Three-time Formula One world champion Niki Lauda has undergone a lung transplant following an infection picked up on vacation, Vienna’s general hospital announced Thursday. “The transplant was successfully carried out,” said a brief statement from the hospital.

Lauda, 69, had cut short his vacation in Ibiza last week and returned to Vienna after developing a lung infection, the Osterreich newspaper reported.
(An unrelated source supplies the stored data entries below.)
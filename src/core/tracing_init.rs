use crate::core::config::LoggingConfig;
use tracing_subscriber::{layer::SubscriberExt, util::SubscriberInitExt, EnvFilter};

/// `RUST_LOG` wins over the configured level; noisy HTTP internals stay at warn
fn build_filter(config: &LoggingConfig) -> EnvFilter {
    EnvFilter::try_from_default_env().unwrap_or_else(|_| {
        EnvFilter::new(format!("{},hyper=warn,reqwest=warn", config.level))
    })
}

pub fn init_tracing(config: &LoggingConfig) {
    let env_filter = build_filter(config);
    let use_console = config.console || config.format == "console";

    if use_console {
        tracing_subscriber::registry()
            .with(env_filter)
            .with(
                tracing_subscriber::fmt::layer()
                    .with_target(true)
                    .with_level(true)
                    .with_ansi(true)
                    .with_line_number(true),
            )
            .init();
    } else {
        tracing_subscriber::registry()
            .with(env_filter)
            .with(
                tracing_subscriber::fmt::layer()
                    .json()
                    .with_current_span(true)
                    .with_span_list(false),
            )
            .init();
    }
}
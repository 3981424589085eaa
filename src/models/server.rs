use serde::{Deserialize, Serialize};
use serde_json::Value;
use std::collections::{BTreeMap, HashSet};

/// Credentials for an HTTP basic-auth layer in front of the backend
#[derive(Debug, Clone, PartialEq, Serialize, Deserialize)]
pub struct HttpAuth {
    pub username: String,
    pub password: String,
}

/// One configured remote torrent backend
#[derive(Debug, Clone, PartialEq, Serialize, Deserialize)]
pub struct ServerConfig {
    /// Logical name, unique per vault
    pub name: String,
    /// Backend type tag, resolved by the client factory
    #[serde(rename = "type")]
    pub client_type: String,
    /// Base address, e.g. `http://127.0.0.1:8080`
    pub url: String,
    #[serde(default)]
    pub username: Option<String>,
    #[serde(default)]
    pub password: Option<String>,
    #[serde(default)]
    pub http_auth: Option<HttpAuth>,
    /// Save directories offered when adding tasks
    #[serde(default)]
    pub directories: Vec<String>,
    #[serde(default)]
    pub default_dir: Option<String>,
    #[serde(default)]
    pub default_label: Option<String>,
    /// Free-form per-backend options
    #[serde(default)]
    pub options: BTreeMap<String, Value>,
    #[serde(default = "default_visible")]
    pub visible: bool,
}

fn default_visible() -> bool {
    true
}

impl ServerConfig {
    pub fn new(
        name: impl Into<String>,
        client_type: impl Into<String>,
        url: impl Into<String>,
    ) -> Self {
        Self {
            name: name.into(),
            client_type: client_type.into(),
            url: url.into(),
            username: None,
            password: None,
            http_auth: None,
            directories: Vec::new(),
            default_dir: None,
            default_label: None,
            options: BTreeMap::new(),
            visible: true,
        }
    }

    pub fn with_credentials(mut self, username: &str, password: &str) -> Self {
        self.username = Some(username.to_string());
        self.password = Some(password.to_string());
        self
    }

    pub fn username(&self) -> &str {
        self.username.as_deref().unwrap_or("")
    }

    pub fn password(&self) -> &str {
        self.password.as_deref().unwrap_or("")
    }

    /// Base URL with any `user:pass@` part removed, for display
    pub fn redacted_url(&self) -> String {
        match reqwest::Url::parse(&self.url) {
            Ok(mut url) if !url.username().is_empty() || url.password().is_some() => {
                let _ = url.set_username("");
                let _ = url.set_password(None);
                url.to_string()
            }
            _ => self.url.clone(),
        }
    }

    /// String option lookup, `None` when absent or not a string
    pub fn option_str(&self, key: &str) -> Option<&str> {
        self.options.get(key).and_then(Value::as_str)
    }
}

/// First name that appears more than once in `servers`
pub fn duplicate_name(servers: &[ServerConfig]) -> Option<&str> {
    let mut seen = HashSet::new();
    servers
        .iter()
        .map(|s| s.name.as_str())
        .find(|name| !seen.insert(*name))
}

/// Keep the first server of every name; returns the kept list and the dropped names
pub fn unique_by_name(servers: Vec<ServerConfig>) -> (Vec<ServerConfig>, Vec<String>) {
    let mut seen = HashSet::new();
    let mut dropped = Vec::new();
    let kept = servers
        .into_iter()
        .filter(|s| {
            if seen.insert(s.name.clone()) {
                true
            } else {
                dropped.push(s.name.clone());
                false
            }
        })
        .collect();
    (kept, dropped)
}
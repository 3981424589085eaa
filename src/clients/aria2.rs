use crate::clients::client::{http_client, AddOptions, ClientKind, TorrentClient};
use crate::codec::jsonrpc::{JsonRpcEnvelope, JsonRpcResponse};
use crate::core::error::{ClientError, TransportError};
use crate::models::server::ServerConfig;
use crate::models::task::{Task, TaskStatus};
use crate::transport::http::{HttpClient, RequestConfig, TransportSettings};
use async_trait::async_trait;
use base64::Engine;
use serde::Deserialize;
use serde_json::{json, Map, Value};
use tracing::debug;

const DEFAULT_RPC_PATH: &str = "/jsonrpc";
/// Upper bound on waiting/stopped entries fetched per poll
const PAGE_SIZE: u64 = 1000;

const STATUS_KEYS: [&str; 11] = [
    "gid",
    "status",
    "totalLength",
    "completedLength",
    "downloadSpeed",
    "uploadSpeed",
    "dir",
    "seeder",
    "errorCode",
    "bittorrent",
    "files",
];

#[derive(Debug, Default, Deserialize)]
#[serde(default, rename_all = "camelCase")]
struct Aria2Status {
    gid: String,
    status: String,
    total_length: String,
    completed_length: String,
    download_speed: String,
    upload_speed: String,
    dir: String,
    seeder: String,
    bittorrent: Option<Value>,
    files: Vec<Aria2File>,
}

#[derive(Debug, Default, Deserialize)]
#[serde(default)]
struct Aria2File {
    path: String,
}

/// aria2 JSON-RPC; the configured password is the RPC secret
pub struct Aria2Client {
    server: ServerConfig,
    http: HttpClient,
    rpc_path: String,
    envelope: JsonRpcEnvelope,
}

impl Aria2Client {
    pub fn new(server: ServerConfig, settings: &TransportSettings) -> Result<Self, ClientError> {
        let http = http_client(&server, settings)?;
        let rpc_path = server.option_str("rpc_path").unwrap_or(DEFAULT_RPC_PATH).to_string();
        let envelope = JsonRpcEnvelope::new("seedhub").with_secret(server.password.as_deref());

        Ok(Self {
            server,
            http,
            rpc_path,
            envelope,
        })
    }

    async fn call(&self, method: &str, params: Vec<Value>) -> Result<Value, ClientError> {
        let request = self.envelope.request(method, params);
        let body = serde_json::to_value(&request)
            .map_err(|e| ClientError::Validation(format!("Failed to encode {}: {}", method, e)))?;

        // aria2 reports RPC errors with a 400 and a regular error envelope
        let reply = match self.http.post(&self.rpc_path, RequestConfig::new().json(body)).await {
            Ok(response) => response.body.into_json(),
            Err(TransportError::Http(e)) if e.body.as_json().is_some_and(|b| b.get("error").is_some()) => {
                e.body.into_json()
            }
            Err(e) => return Err(e.into()),
        };

        let reply = reply.ok_or_else(|| ClientError::Validation(format!("{} did not return JSON", method)))?;
        match JsonRpcResponse::from_value(reply)?.into_result() {
            Err(ClientError::Fault { message, .. }) if message == "Unauthorized" => {
                Err(ClientError::Auth("Invalid RPC secret".to_string()))
            }
            other => other,
        }
    }

    async fn statuses(&self, method: &str, paged: bool) -> Result<Vec<Aria2Status>, ClientError> {
        let mut params = Vec::new();
        if paged {
            params.push(json!(0));
            params.push(json!(PAGE_SIZE));
        }
        params.push(json!(STATUS_KEYS));

        let result = self.call(method, params).await?;
        serde_json::from_value(result).map_err(|e| ClientError::Validation(format!("Malformed {} reply: {}", method, e)))
    }

    fn add_options(&self, options: &AddOptions) -> Value {
        let options = options.with_defaults(&self.server);
        let mut out = Map::new();
        if let Some(dir) = options.save_path {
            out.insert("dir".to_string(), Value::String(dir));
        }
        if options.paused {
            out.insert("pause".to_string(), Value::String("true".to_string()));
        }
        Value::Object(out)
    }
}

/// Decimal string to u64; aria2 sends every number as a string
fn parse_u64(field: &str, raw: &str) -> Result<u64, ClientError> {
    if raw.is_empty() {
        return Ok(0);
    }
    raw.parse::<u64>()
        .map_err(|_| ClientError::Validation(format!("Invalid {} value: {:?}", field, raw)))
}

pub fn map_status(status: &str, seeder: bool) -> TaskStatus {
    match status {
        "active" if seeder => TaskStatus::Seeding,
        "active" => TaskStatus::Downloading,
        "waiting" => TaskStatus::Queued,
        "paused" => TaskStatus::Paused,
        "complete" => TaskStatus::Completed,
        "error" => TaskStatus::Error,
        _ => TaskStatus::Unknown,
    }
}

fn display_name(raw: &Aria2Status) -> String {
    let from_torrent = raw
        .bittorrent
        .as_ref()
        .and_then(|bt| bt.get("info"))
        .and_then(|info| info.get("name"))
        .and_then(Value::as_str)
        .filter(|name| !name.is_empty());
    let from_file = raw
        .files
        .first()
        .and_then(|file| file.path.rsplit('/').next())
        .filter(|name| !name.is_empty());

    from_torrent.or(from_file).unwrap_or("Unknown").to_string()
}

fn to_task(raw: Aria2Status) -> Result<Task, ClientError> {
    let total = parse_u64("totalLength", &raw.total_length)?;
    let completed = parse_u64("completedLength", &raw.completed_length)?;
    let download_speed = parse_u64("downloadSpeed", &raw.download_speed)?;
    let upload_speed = parse_u64("uploadSpeed", &raw.upload_speed)?;

    let progress = if total == 0 { 0.0 } else { completed as f64 / total as f64 * 100.0 };
    let eta = if download_speed > 0 && total > completed {
        ((total - completed) / download_speed) as i64
    } else {
        0
    };

    let status = map_status(&raw.status, raw.seeder == "true");
    let mut task = Task::new(raw.gid.clone(), display_name(&raw), status).with_progress(progress);
    task.size = total;
    task.download_speed = download_speed;
    task.upload_speed = upload_speed;
    task.eta = eta;
    task.save_path = raw.dir;
    Ok(task)
}

#[async_trait]
impl TorrentClient for Aria2Client {
    fn kind(&self) -> ClientKind {
        ClientKind::Aria2
    }

    fn server(&self) -> &ServerConfig {
        &self.server
    }

    /// aria2 has no sessions; a version call checks the secret
    async fn login(&self) -> Result<(), ClientError> {
        self.version().await.map(|_| ())
    }

    async fn logout(&self) -> Result<(), ClientError> {
        Ok(())
    }

    async fn version(&self) -> Result<String, ClientError> {
        let result = self.call("aria2.getVersion", Vec::new()).await?;
        result
            .get("version")
            .and_then(Value::as_str)
            .map(str::to_string)
            .ok_or_else(|| ClientError::Validation("getVersion returned no version".to_string()))
    }

    async fn get_tasks(&self) -> Result<Vec<Task>, ClientError> {
        let (active, waiting, stopped) = tokio::try_join!(
            self.statuses("aria2.tellActive", false),
            self.statuses("aria2.tellWaiting", true),
            self.statuses("aria2.tellStopped", true),
        )?;

        active
            .into_iter()
            .chain(waiting)
            .chain(stopped)
            .map(to_task)
            .collect()
    }

    async fn add_by_url(&self, url: &str, options: &AddOptions) -> Result<(), ClientError> {
        self.call("aria2.addUri", vec![json!([url]), self.add_options(options)])
            .await?;
        Ok(())
    }

    async fn add_by_file(&self, torrent: &[u8], options: &AddOptions) -> Result<(), ClientError> {
        let encoded = base64::engine::general_purpose::STANDARD.encode(torrent);
        self.call(
            "aria2.addTorrent",
            vec![Value::String(encoded), json!([]), self.add_options(options)],
        )
        .await?;
        Ok(())
    }

    async fn pause(&self, id: &str) -> Result<(), ClientError> {
        self.call("aria2.pause", vec![json!(id)]).await?;
        Ok(())
    }

    async fn resume(&self, id: &str) -> Result<(), ClientError> {
        self.call("aria2.unpause", vec![json!(id)]).await?;
        Ok(())
    }

    /// aria2 never deletes files, so `delete_data` has no effect
    async fn remove(&self, id: &str, _delete_data: bool) -> Result<(), ClientError> {
        let removed = match self.call("aria2.remove", vec![json!(id)]).await {
            Err(ClientError::Fault { .. }) => self.call("aria2.forceRemove", vec![json!(id)]).await,
            other => other,
        };

        match removed {
            Ok(_) => {
                if let Err(e) = self.call("aria2.removeDownloadResult", vec![json!(id)]).await {
                    debug!(server = %self.server.name, gid = id, error = %e, "Ignoring download result cleanup failure");
                }
                Ok(())
            }
            // Already stopped: only the result entry is left to drop
            Err(e) => self
                .call("aria2.removeDownloadResult", vec![json!(id)])
                .await
                .map(|_| ())
                .map_err(|_| e),
        }
    }
}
Crowned world champion for the first time in 1975, Lauda cheated death the following year in a horror crash at the German Grand Prix at the Nurburgring which left him with severe burns.

Despite that, he would still capture further world titles in 1977 and 1984. The poisonous gases inhaled during his 1976 accident – where rescuers took almost a minute to pull him from his burning car – have caused a steady decline in the strength of his lungs.

Usually a regular presence in the Grand Prix paddocks around the world with Mercedes, Lauda had missed the Hockenheim race on July 22 and the Hungary event last Sunday because of his illness. Lauda, who also required kidney transplants in 1997 and 2005, is the father of four children from two marriages – Lukas (39), Mathias (37) and eight-year-old twins Max and Mia.

Lauda is still heavily involved in Formula One as non-executive president of world champions Mercedes and also once founded his own airline.